Sakura (Xiao) misses the lychee fruit and the cuisine native to her southern Chinese home of Shenzhen, the pickled vegetables, tofu, chilies and smoked meats. Even the durian fruit imported from Thailand. But she left her friends and some family behind in China to pursue an education at Seattle Central College, with the dream of becoming a dentist.

For Sakura, school in China was competitive because of the sheer number of students and intensity of her classes. For example, college-level math in the United States is equivalent to middle or high school-level math in China. Her instructors were also challenging.

"If I want something, I should work hard for it."

“My teachers were fine, but really strict,” she said. “We had to recite the periodic table from memory with no notes and no open book.”

Sakura’s inspiration to pursue dentistry stemmed from a trip to her own dentist for a root canal when she first arrived in Seattle in 2017.

“My face was swollen for three days and I couldn’t eat anything. I thought I had eaten too much fried food,” Sakura said. “I saw the ‘Best Dentist’ award hanging on the wall in her office and though ‘wow, tell me how I can become a dentist.’”

Sakura understands the path to dentistry can be a long haul, however she already has an ambitious schedule. She wakes up at 5 a.m. or 6 a.m. every day, cooks breakfast and reviews her class material.

She rides Link light rail from Beacon Hill to campus, standing if there is no space, has class until 2 p.m. and works in the Basic Transitional Studies [BTS] office until 6 p.m. It’s not until her homework is finished at 1 or 2 a.m. until she falls asleep.

Sakura Xiao

  • Recent immigrant
  • Biology transfer student
  • First-generation college student
  • Twilight fan
  • Yoga instructor
  • Future dentist

According to Sakura, this is essential for her chosen career path.

“If I want to get something, I should work hard for it,” Sakura said. “I’ve been working hard for my major for one year. I cannot move back or else everything I did would just go in the trash.”

Sakura is fluent in both Cantonese and Mandarin, speaks Vietnamese and is studying Japanese at Central, but needs to spend extra time with her homework, since she is not a native English speaker. And as a first-generation college student, she feels the pressure to both perform for and motivate her family.

“I feel stressed, because I don’t want to disappoint my family. I want to inspire my brother who is now in high school.”

As hard as her courses are, Sakura believes Seattle Central has been supportive in her educational pursuits, especially her professors.

"I don’t want people not to smile and not feel confident."

“I think my teachers are amazing,” Sakura said. “When they should be strict, they are strict and when they need to be funny, they are funny.”

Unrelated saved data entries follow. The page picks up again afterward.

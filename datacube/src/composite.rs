//! Cloud masking and the per-pixel temporal median composite.
//!
//! ```text
//!   SCL ──► bad = !(scl ∈ clear) ──► closing(r) ──► opening(r) ──┐
//!                                                               ▼
//!   bands ───────────────────────────────────────────────► erase(bad)
//!                                                               │
//!                                   median over time, ignoring 0 ◄┘
//! ```
//!
//! The output is band-last: `data[(row * width + col) * nbands + band]`.

use rayon::prelude::*;

use crate::loader::{Raster, SceneLayers};

/// Scene classification: vegetation.
pub const SCL_VEGETATION: u16 = 4;
/// Scene classification: bare soil / not vegetated.
pub const SCL_NOT_VEGETATED: u16 = 5;

/// Disk radius used for both mask closing and opening.
pub const DEFAULT_MASK_RADIUS: usize = 5;

/// Parameters of the cloud mask.
#[derive(Debug, Clone, PartialEq, Eq)]
pub struct MaskSettings {
    /// Classification values that are kept; everything else is masked.
    pub clear_classes: Vec<u16>,
    pub closing_radius: usize,
    pub opening_radius: usize,
}

impl Default for MaskSettings {
    fn default() -> Self {
        Self {
            clear_classes: vec![SCL_VEGETATION, SCL_NOT_VEGETATED],
            closing_radius: DEFAULT_MASK_RADIUS,
            opening_radius: DEFAULT_MASK_RADIUS,
        }
    }
}

/// A boolean raster, `true` = masked.
#[derive(Debug, Clone, PartialEq, Eq)]
pub struct Mask {
    pub width: usize,
    pub height: usize,
    pub data: Vec<bool>,
}

impl Mask {
    pub fn new(width: usize, height: usize, data: Vec<bool>) -> Self {
        Self {
            width,
            height,
            data,
        }
    }

    pub fn get(&self, row: usize, col: usize) -> bool {
        self.data[row * self.width + col]
    }

    /// Masks every pixel whose classification is not in `clear_classes`.
    pub fn from_classification(scl: &Raster, clear_classes: &[u16]) -> Self {
        Self::new(
            scl.width,
            scl.height,
            scl.data.iter().map(|v| !clear_classes.contains(v)).collect(),
        )
    }

    /// Per-row prefix counts of set pixels, `width + 1` entries per row.
    fn prefix_counts(&self) -> Vec<u32> {
        let stride = self.width + 1;
        let mut counts = vec![0u32; stride * self.height];
        for row in 0..self.height {
            let base = row * stride;
            for col in 0..self.width {
                counts[base + col + 1] = counts[base + col] + self.get(row, col) as u32;
            }
        }
        counts
    }

    /// Binary dilation (`dilate = true`) or erosion with a disk of `radius`.
    ///
    /// Pixels outside the raster are neutral: they neither set a pixel during
    /// dilation nor clear it during erosion.
    fn morph(&self, radius: usize, dilate: bool) -> Mask {
        if radius == 0 || self.data.is_empty() {
            return self.clone();
        }
        let r = radius as isize;
        let half_widths: Vec<isize> = (-r..=r)
            .map(|dy| (((r * r - dy * dy) as f64).sqrt()).floor() as isize)
            .collect();
        let counts = self.prefix_counts();
        let stride = self.width + 1;
        let (width, height) = (self.width as isize, self.height as isize);

        let mut data = vec![false; self.data.len()];
        data.par_chunks_mut(self.width)
            .enumerate()
            .for_each(|(row, out)| {
                let row = row as isize;
                for (col, value) in out.iter_mut().enumerate() {
                    let col = col as isize;
                    let mut any = false;
                    let mut all = true;
                    for (i, dy) in (-r..=r).enumerate() {
                        let y = row + dy;
                        if y < 0 || y >= height {
                            continue;
                        }
                        let lo = (col - half_widths[i]).max(0);
                        let hi = (col + half_widths[i]).min(width - 1);
                        let base = y as usize * stride;
                        let set = counts[base + hi as usize + 1] - counts[base + lo as usize];
                        any |= set > 0;
                        all &= set as isize == hi - lo + 1;
                    }
                    *value = if dilate { any } else { all };
                }
            });
        Mask::new(self.width, self.height, data)
    }

    pub fn dilate(&self, radius: usize) -> Mask {
        self.morph(radius, true)
    }

    pub fn erode(&self, radius: usize) -> Mask {
        self.morph(radius, false)
    }

    /// Dilation followed by erosion: fills small gaps.
    pub fn closing(&self, radius: usize) -> Mask {
        self.dilate(radius).erode(radius)
    }

    /// Erosion followed by dilation: removes small specks.
    pub fn opening(&self, radius: usize) -> Mask {
        self.erode(radius).dilate(radius)
    }
}

/// Builds the cleaned cloud/shadow mask of one time step.
pub fn cloud_mask(scl: &Raster, settings: &MaskSettings) -> Mask {
    Mask::from_classification(scl, &settings.clear_classes)
        .closing(settings.closing_radius)
        .opening(settings.opening_radius)
}

/// Sets masked pixels of every band to 0.
pub fn erase_masked(layers: &mut SceneLayers, mask: &Mask) {
    for band in &mut layers.bands {
        for (value, &masked) in band.data.iter_mut().zip(&mask.data) {
            if masked {
                *value = 0;
            }
        }
    }
}

/// Median of the values, truncated to an integer; `None` if empty.
fn median(values: &mut [u16]) -> Option<u16> {
    if values.is_empty() {
        return None;
    }
    values.sort_unstable();
    let mid = values.len() / 2;
    if values.len() % 2 == 1 {
        Some(values[mid])
    } else {
        Some(((values[mid - 1] as u32 + values[mid] as u32) / 2) as u16)
    }
}

/// Per-pixel, per-band median over time steps, ignoring zeros.
///
/// Pixels with no valid observation are 0.
pub fn median_composite(
    steps: &[SceneLayers],
    width: usize,
    height: usize,
    nbands: usize,
) -> Vec<u16> {
    let mut out = vec![0u16; width * height * nbands];
    if steps.is_empty() || width == 0 {
        return out;
    }
    out.par_chunks_mut(width * nbands)
        .enumerate()
        .for_each(|(row, out_row)| {
            let mut values = Vec::with_capacity(steps.len());
            for col in 0..width {
                let pixel = row * width + col;
                for band in 0..nbands {
                    values.clear();
                    values.extend(
                        steps
                            .iter()
                            .filter_map(|s| s.bands.get(band))
                            .map(|raster| raster.data[pixel])
                            .filter(|v| *v > 0),
                    );
                    out_row[col * nbands + band] = median(&mut values).unwrap_or(0);
                }
            }
        });
    out
}

/// Masks every step and reduces the stack to a band-last median composite.
pub fn composite(
    mut steps: Vec<SceneLayers>,
    width: usize,
    height: usize,
    nbands: usize,
    settings: &MaskSettings,
) -> Vec<u16> {
    steps.par_iter_mut().for_each(|step| {
        let mask = cloud_mask(&step.scl, settings);
        erase_masked(step, &mask);
    });
    median_composite(&steps, width, height, nbands)
}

Sakura is focusing on biology at Seattle Central, with the intent to transfer to the University of Washington. In the years after Seattle Central, Sakura would eventually like to work with the dentist who inspired her. And when her parents see her walking across the stage after graduation from dental school, will hopefully offer a wide grin.

“I don’t want people not to smile and not feel confident.”